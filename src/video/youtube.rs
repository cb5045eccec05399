//! YouTube metadata provider implementation.

use super::{CaptionFormat, CaptionTrack, MetadataProvider, VideoMetadata};
use crate::error::{Result, SkriftError};
use async_trait::async_trait;
use regex::Regex;
use tracing::debug;

/// YouTube metadata provider backed by yt-dlp.
pub struct YoutubeProvider {
    id_patterns: Vec<Regex>,
}

impl YoutubeProvider {
    pub fn new() -> Self {
        // Recognized URL shapes, tried in order; the first match wins.
        // Each captures an 11-character video ID.
        let id_patterns = vec![
            Regex::new(r"(?:v=|/)([0-9A-Za-z_-]{11})").expect("Invalid regex"),
            Regex::new(r"embed/([0-9A-Za-z_-]{11})").expect("Invalid regex"),
            Regex::new(r"watch\?v=([0-9A-Za-z_-]{11})").expect("Invalid regex"),
        ];

        Self { id_patterns }
    }

    /// Extract video ID from a YouTube URL.
    fn extract_video_id(&self, input: &str) -> Option<String> {
        let input = input.trim();
        for pattern in &self.id_patterns {
            if let Some(caps) = pattern.captures(input) {
                if let Some(m) = caps.get(1) {
                    return Some(m.as_str().to_string());
                }
            }
        }
        None
    }

    /// Fetch video metadata and caption track listings using yt-dlp.
    async fn fetch_metadata_ytdlp(&self, video_id: &str) -> Result<VideoMetadata> {
        let url = format!("https://www.youtube.com/watch?v={}", video_id);

        let output = tokio::process::Command::new("yt-dlp")
            .args([
                "--dump-json",
                "--no-download",
                "--no-warnings",
                "--write-subs",
                "--write-auto-subs",
                &url,
            ])
            .output()
            .await
            .map_err(|e| {
                if e.kind() == std::io::ErrorKind::NotFound {
                    SkriftError::ToolNotFound("yt-dlp".to_string())
                } else {
                    SkriftError::VideoSource(format!("Failed to run yt-dlp: {}", e))
                }
            })?;

        if !output.status.success() {
            let stderr = String::from_utf8_lossy(&output.stderr);
            return Err(SkriftError::VideoNotFound(format!(
                "Video {} not found or unavailable: {}",
                video_id, stderr
            )));
        }

        let json_str = String::from_utf8_lossy(&output.stdout);
        let json: serde_json::Value = serde_json::from_str(&json_str)
            .map_err(|e| SkriftError::VideoSource(format!("Failed to parse yt-dlp output: {}", e)))?;

        let title = json["title"]
            .as_str()
            .unwrap_or("Unknown Title")
            .to_string();

        let channel = json["channel"]
            .as_str()
            .or_else(|| json["uploader"].as_str())
            .map(|s| s.to_string());

        let duration = json["duration"].as_f64().map(|d| d as u32);

        let subtitles = parse_caption_tracks(&json["subtitles"]);
        let automatic_captions = parse_caption_tracks(&json["automatic_captions"]);

        debug!(
            video_id,
            manual_tracks = subtitles.len(),
            automatic_tracks = automatic_captions.len(),
            "Fetched video metadata"
        );

        Ok(VideoMetadata {
            id: video_id.to_string(),
            title,
            channel,
            duration_seconds: duration,
            subtitles,
            automatic_captions,
        })
    }
}

impl Default for YoutubeProvider {
    fn default() -> Self {
        Self::new()
    }
}

#[async_trait]
impl MetadataProvider for YoutubeProvider {
    fn extract_id(&self, input: &str) -> Option<String> {
        self.extract_video_id(input)
    }

    async fn fetch_video(&self, video_id: &str) -> Result<VideoMetadata> {
        self.fetch_metadata_ytdlp(video_id).await
    }
}

/// Parse a yt-dlp caption-track object ({"en": [{ext, url, ...}, ...], ...})
/// into tracks, preserving the listing order.
fn parse_caption_tracks(value: &serde_json::Value) -> Vec<CaptionTrack> {
    let Some(map) = value.as_object() else {
        return Vec::new();
    };

    map.iter()
        .map(|(language, formats)| {
            let formats = formats
                .as_array()
                .map(|entries| {
                    entries
                        .iter()
                        .filter_map(|entry| {
                            let ext = entry["ext"].as_str()?;
                            let url = entry["url"].as_str()?;
                            Some(CaptionFormat {
                                ext: ext.to_string(),
                                url: url.to_string(),
                            })
                        })
                        .collect()
                })
                .unwrap_or_default();

            CaptionTrack {
                language: language.clone(),
                formats,
            }
        })
        .collect()
}

#[cfg(test)]
mod tests {
    use super::*;

    #[test]
    fn test_extract_video_id() {
        let provider = YoutubeProvider::new();

        // Test various URL formats
        assert_eq!(
            provider.extract_video_id("https://www.youtube.com/watch?v=dQw4w9WgXcQ"),
            Some("dQw4w9WgXcQ".to_string())
        );
        assert_eq!(
            provider.extract_video_id("https://youtu.be/dQw4w9WgXcQ"),
            Some("dQw4w9WgXcQ".to_string())
        );
        assert_eq!(
            provider.extract_video_id("https://youtube.com/embed/dQw4w9WgXcQ"),
            Some("dQw4w9WgXcQ".to_string())
        );
        assert_eq!(
            provider.extract_video_id("https://www.youtube.com/watch?v=dQw4w9WgXcQ&t=42s"),
            Some("dQw4w9WgXcQ".to_string())
        );

        // Test invalid inputs
        assert_eq!(provider.extract_video_id("https://example.com"), None);
        assert_eq!(provider.extract_video_id("not a url"), None);
        assert_eq!(provider.extract_video_id(""), None);
    }

    #[test]
    fn test_extract_video_id_underscore_and_hyphen() {
        let provider = YoutubeProvider::new();
        assert_eq!(
            provider.extract_video_id("https://youtu.be/a_b-c_d-e_f"),
            Some("a_b-c_d-e_f".to_string())
        );
    }

    #[test]
    fn test_parse_caption_tracks() {
        let json = serde_json::json!({
            "en": [
                {"ext": "vtt", "url": "https://example.com/en.vtt", "name": "English"},
                {"ext": "json3", "url": "https://example.com/en.json3"}
            ],
            "de": [
                {"ext": "vtt", "url": "https://example.com/de.vtt"}
            ]
        });

        let tracks = parse_caption_tracks(&json);
        assert_eq!(tracks.len(), 2);

        let en = tracks.iter().find(|t| t.language == "en").unwrap();
        assert_eq!(en.formats.len(), 2);
        assert_eq!(en.formats[0].ext, "vtt");
    }

    #[test]
    fn test_parse_caption_tracks_missing() {
        let json = serde_json::json!(null);
        assert!(parse_caption_tracks(&json).is_empty());
    }

    #[test]
    fn test_parse_caption_tracks_skips_incomplete_entries() {
        let json = serde_json::json!({
            "en": [
                {"ext": "vtt"},
                {"url": "https://example.com/en.srv3"},
                {"ext": "srv1", "url": "https://example.com/en.srv1"}
            ]
        });

        let tracks = parse_caption_tracks(&json);
        assert_eq!(tracks[0].formats.len(), 1);
        assert_eq!(tracks[0].formats[0].ext, "srv1");
    }
}
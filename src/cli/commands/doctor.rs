//! Doctor command - verify system requirements and configuration.

use crate::cli::Output;
use crate::config::Settings;
use console::style;
use std::process::Command;

/// Check result for a single item.
#[derive(Debug)]
pub struct CheckResult {
    pub name: String,
    pub status: CheckStatus,
    pub message: String,
    pub hint: Option<String>,
}

#[derive(Debug, PartialEq)]
pub enum CheckStatus {
    Ok,
    Warning,
    Error,
}

impl CheckResult {
    fn ok(name: &str, message: &str) -> Self {
        Self {
            name: name.to_string(),
            status: CheckStatus::Ok,
            message: message.to_string(),
            hint: None,
        }
    }

    fn warning(name: &str, message: &str, hint: &str) -> Self {
        Self {
            name: name.to_string(),
            status: CheckStatus::Warning,
            message: message.to_string(),
            hint: Some(hint.to_string()),
        }
    }

    fn error(name: &str, message: &str, hint: &str) -> Self {
        Self {
            name: name.to_string(),
            status: CheckStatus::Error,
            message: message.to_string(),
            hint: Some(hint.to_string()),
        }
    }

    fn print(&self) {
        let icon = match self.status {
            CheckStatus::Ok => style("✓").green(),
            CheckStatus::Warning => style("!").yellow(),
            CheckStatus::Error => style("✗").red(),
        };

        println!("  {} {} - {}", icon, style(&self.name).bold(), self.message);

        if let Some(hint) = &self.hint {
            println!("    {} {}", style("→").dim(), style(hint).dim());
        }
    }
}

/// Run all diagnostic checks.
pub fn run_doctor(settings: &Settings) -> anyhow::Result<()> {
    Output::header("Skrift Doctor");
    println!();
    println!("Checking system requirements and configuration...\n");

    let mut checks = Vec::new();

    // Check external tools
    println!("{}", style("External Tools").bold());
    let tool_check = check_tool("yt-dlp", "yt-dlp --version", install_hint_ytdlp());
    tool_check.print();
    checks.push(tool_check);

    println!();

    // Check API keys
    println!("{}", style("API Configuration").bold());
    let api_check = check_openai_api_key();
    api_check.print();
    checks.push(api_check);

    println!();

    // Check directories
    println!("{}", style("Directories").bold());
    let dir_checks = check_directories(settings);
    for check in &dir_checks {
        check.print();
    }
    checks.extend(dir_checks);

    println!();

    // Check configuration
    println!("{}", style("Configuration").bold());
    let config_check = check_config_file();
    config_check.print();
    checks.push(config_check);

    println!();

    // Summary
    let errors = checks.iter().filter(|c| c.status == CheckStatus::Error).count();
    let warnings = checks.iter().filter(|c| c.status == CheckStatus::Warning).count();

    if errors > 0 {
        Output::error(&format!(
            "{} error(s) found. Please fix them before using Skrift.",
            errors
        ));
        std::process::exit(1);
    } else if warnings > 0 {
        Output::warning(&format!(
            "All checks passed with {} warning(s).",
            warnings
        ));
    } else {
        Output::success("All checks passed! Skrift is ready to use.");
    }

    Ok(())
}

/// Check if an external tool is available.
fn check_tool(name: &str, version_cmd: &str, hint: &str) -> CheckResult {
    let parts: Vec<&str> = version_cmd.split_whitespace().collect();
    let cmd = parts[0];
    let args = &parts[1..];

    match Command::new(cmd).args(args).output() {
        Ok(output) if output.status.success() => {
            let version = String::from_utf8_lossy(&output.stdout)
                .lines()
                .next()
                .unwrap_or("installed")
                .trim()
                .to_string();

            // Truncate long version strings
            let version_display = if version.len() > 50 {
                format!("{}...", &version[..50])
            } else {
                version
            };

            CheckResult::ok(name, &version_display)
        }
        Ok(_) => CheckResult::error(name, "installed but not working", hint),
        Err(e) if e.kind() == std::io::ErrorKind::NotFound => {
            CheckResult::error(name, "not found", hint)
        }
        Err(e) => CheckResult::error(name, &format!("error: {}", e), hint),
    }
}

/// Check if OpenAI API key is configured.
fn check_openai_api_key() -> CheckResult {
    match std::env::var("OPENAI_API_KEY") {
        Ok(key) if key.starts_with("sk-") && key.len() > 20 => {
            let masked = format!("{}...{}", &key[..7], &key[key.len() - 4..]);
            CheckResult::ok("OPENAI_API_KEY", &format!("configured ({})", masked))
        }
        Ok(key) if key.is_empty() => CheckResult::warning(
            "OPENAI_API_KEY",
            "empty (summarization disabled)",
            "Set with: export OPENAI_API_KEY='sk-...'",
        ),
        Ok(_) => CheckResult::warning(
            "OPENAI_API_KEY",
            "set but format looks unusual",
            "Expected format: sk-... (OpenAI API key)",
        ),
        Err(_) => CheckResult::warning(
            "OPENAI_API_KEY",
            "not set (summarization disabled)",
            "Set with: export OPENAI_API_KEY='sk-...'",
        ),
    }
}

/// Check data directories.
fn check_directories(settings: &Settings) -> Vec<CheckResult> {
    let mut results = Vec::new();

    let data_dir = settings.data_dir();
    if data_dir.exists() {
        results.push(CheckResult::ok(
            "Data directory",
            &format!("{}", data_dir.display()),
        ));
    } else {
        results.push(CheckResult::warning(
            "Data directory",
            &format!("{} (will be created)", data_dir.display()),
            "Directory will be created on first use",
        ));
    }

    let db_path = settings.prompt_db_path();
    if db_path.exists() {
        results.push(CheckResult::ok(
            "Prompt database",
            &format!("{}", db_path.display()),
        ));
    } else {
        results.push(CheckResult::warning(
            "Prompt database",
            &format!("{} (not created yet)", db_path.display()),
            "Database will be created when you add your first prompt",
        ));
    }

    results
}

/// Check if config file exists.
fn check_config_file() -> CheckResult {
    let config_path = Settings::default_config_path();
    if config_path.exists() {
        CheckResult::ok("Config file", &format!("{}", config_path.display()))
    } else {
        CheckResult::warning(
            "Config file",
            "using defaults",
            "Create with: skrift init (or skrift config edit)",
        )
    }
}

/// Platform-specific install hint for yt-dlp.
fn install_hint_ytdlp() -> &'static str {
    if cfg!(target_os = "macos") {
        "Install with: brew install yt-dlp"
    } else if cfg!(target_os = "linux") {
        "Install with: pip install yt-dlp (or your package manager)"
    } else {
        "Install from: https://github.com/yt-dlp/yt-dlp"
    }
}

#[cfg(test)]
mod tests {
    use super::*;

    #[test]
    fn test_check_result_ok() {
        let result = CheckResult::ok("test", "passed");
        assert_eq!(result.status, CheckStatus::Ok);
        assert!(result.hint.is_none());
    }

    #[test]
    fn test_check_result_error() {
        let result = CheckResult::error("test", "failed", "fix it");
        assert_eq!(result.status, CheckStatus::Error);
        assert_eq!(result.hint, Some("fix it".to_string()));
    }
}
//! Draw detection logic for tic-tac-toe.

use super::super::{Board, Square};
use super::win::has_winner;
use tracing::instrument;

/// Checks if the board is full (all squares occupied).
#[instrument(level = "trace", fields(board = %board.notation()))]
pub fn is_full(board: &Board) -> bool {
    board.squares().iter().all(|s| *s != Square::Empty)
}

/// A full board with no winning line.
pub fn is_draw(board: &Board) -> bool {
    is_full(board) && !has_winner(board)
}

#[cfg(test)]
mod tests {
    use super::*;
    use crate::games::tictactoe::{Player, Position};

    #[test]
    fn test_empty_board_not_full() {
        assert!(!is_full(&Board::new()));
    }

    #[test]
    fn test_partial_board_not_full() {
        let board = Board::new().with(Position::Center, Player::X);
        assert!(!is_full(&board));
    }

    #[test]
    fn test_draw_detection() {
        // X O X / O X X / O X O
        let board: Board = "XOXOXXOXO".parse().unwrap();
        assert!(is_full(&board));
        assert!(is_draw(&board));
    }

    #[test]
    fn test_not_draw_if_winner() {
        // Full board where X holds the top row.
        let board: Board = "XXXOOXXOO".parse().unwrap();
        assert!(is_full(&board));
        assert!(!is_draw(&board));
    }
}
//! Named board positions.
//!
//! Players address cells 1-9 (left-to-right, top-to-bottom); the board
//! stores them at indices 0-8.

use serde::{Deserialize, Serialize};
use tracing::instrument;

/// A position on the tic-tac-toe board.
#[derive(
    Debug, Clone, Copy, PartialEq, Eq, Hash, PartialOrd, Ord, Serialize, Deserialize, strum::EnumIter,
)]
pub enum Position {
    /// Top-left (cell 1)
    TopLeft,
    /// Top-center (cell 2)
    TopCenter,
    /// Top-right (cell 3)
    TopRight,
    /// Middle-left (cell 4)
    MiddleLeft,
    /// Center (cell 5)
    Center,
    /// Middle-right (cell 6)
    MiddleRight,
    /// Bottom-left (cell 7)
    BottomLeft,
    /// Bottom-center (cell 8)
    BottomCenter,
    /// Bottom-right (cell 9)
    BottomRight,
}

impl Position {
    /// All 9 positions in index order.
    pub const ALL: [Position; 9] = [
        Position::TopLeft,
        Position::TopCenter,
        Position::TopRight,
        Position::MiddleLeft,
        Position::Center,
        Position::MiddleRight,
        Position::BottomLeft,
        Position::BottomCenter,
        Position::BottomRight,
    ];

    /// The four corners.
    pub const CORNERS: [Position; 4] = [
        Position::TopLeft,
        Position::TopRight,
        Position::BottomLeft,
        Position::BottomRight,
    ];

    /// Get label for this position (for display).
    pub fn label(&self) -> &'static str {
        match self {
            Position::TopLeft => "Top-left",
            Position::TopCenter => "Top-center",
            Position::TopRight => "Top-right",
            Position::MiddleLeft => "Middle-left",
            Position::Center => "Center",
            Position::MiddleRight => "Middle-right",
            Position::BottomLeft => "Bottom-left",
            Position::BottomCenter => "Bottom-center",
            Position::BottomRight => "Bottom-right",
        }
    }

    /// Converts position to board index (0-8).
    pub fn to_index(self) -> usize {
        self as usize
    }

    /// Creates position from board index (0-8).
    pub fn from_index(index: usize) -> Option<Self> {
        Self::ALL.get(index).copied()
    }

    /// Cell number as players type it (1-9).
    pub fn number(self) -> usize {
        self.to_index() + 1
    }

    /// Creates position from a player-facing cell number (1-9).
    #[instrument]
    pub fn from_number(number: usize) -> Option<Self> {
        number.checked_sub(1).and_then(Self::from_index)
    }

    /// Returns true for the four corner cells.
    pub fn is_corner(self) -> bool {
        Self::CORNERS.contains(&self)
    }
}

impl std::fmt::Display for Position {
    fn fmt(&self, f: &mut std::fmt::Formatter<'_>) -> std::fmt::Result {
        write!(f, "{}", self.number())
    }
}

■ **THE PROBLEM**: In the listing above, locate the line containing "if let Some(hint)" and the line containing "let args = &parts[1..];", then transcribe both and every line between them verbatim.

■ **ANSWER TO THIS TASK**:
        if let Some(hint) = &self.hint {
            println!("    {} {}", style("→").dim(), style(hint).dim());
        }
    }
}

/// Run all diagnostic checks.
pub fn run_doctor(settings: &Settings) -> anyhow::Result<()> {
    Output::header("Skrift Doctor");
    println!();
    println!("Checking system requirements and configuration...\n");

    let mut checks = Vec::new();

    // Check external tools
    println!("{}", style("External Tools").bold());
    let tool_check = check_tool("yt-dlp", "yt-dlp --version", install_hint_ytdlp());
    tool_check.print();
    checks.push(tool_check);

    println!();

    // Check API keys
    println!("{}", style("API Configuration").bold());
    let api_check = check_openai_api_key();
    api_check.print();
    checks.push(api_check);

    println!();

    // Check directories
    println!("{}", style("Directories").bold());
    let dir_checks = check_directories(settings);
    for check in &dir_checks {
        check.print();
    }
    checks.extend(dir_checks);

    println!();

    // Check configuration
    println!("{}", style("Configuration").bold());
    let config_check = check_config_file();
    config_check.print();
    checks.push(config_check);

    println!();

    // Summary
    let errors = checks.iter().filter(|c| c.status == CheckStatus::Error).count();
    let warnings = checks.iter().filter(|c| c.status == CheckStatus::Warning).count();

    if errors > 0 {
        Output::error(&format!(
            "{} error(s) found. Please fix them before using Skrift.",
            errors
        ));
        std::process::exit(1);
    } else if warnings > 0 {
        Output::warning(&format!(
            "All checks passed with {} warning(s).",
            warnings
        ));
    } else {
        Output::success("All checks passed! Skrift is ready to use.");
    }

    Ok(())
}

/// Check if an external tool is available.
fn check_tool(name: &str, version_cmd: &str, hint: &str) -> CheckResult {
    let parts: Vec<&str> = version_cmd.split_whitespace().collect();
    let cmd = parts[0];
    let args = &parts[1..];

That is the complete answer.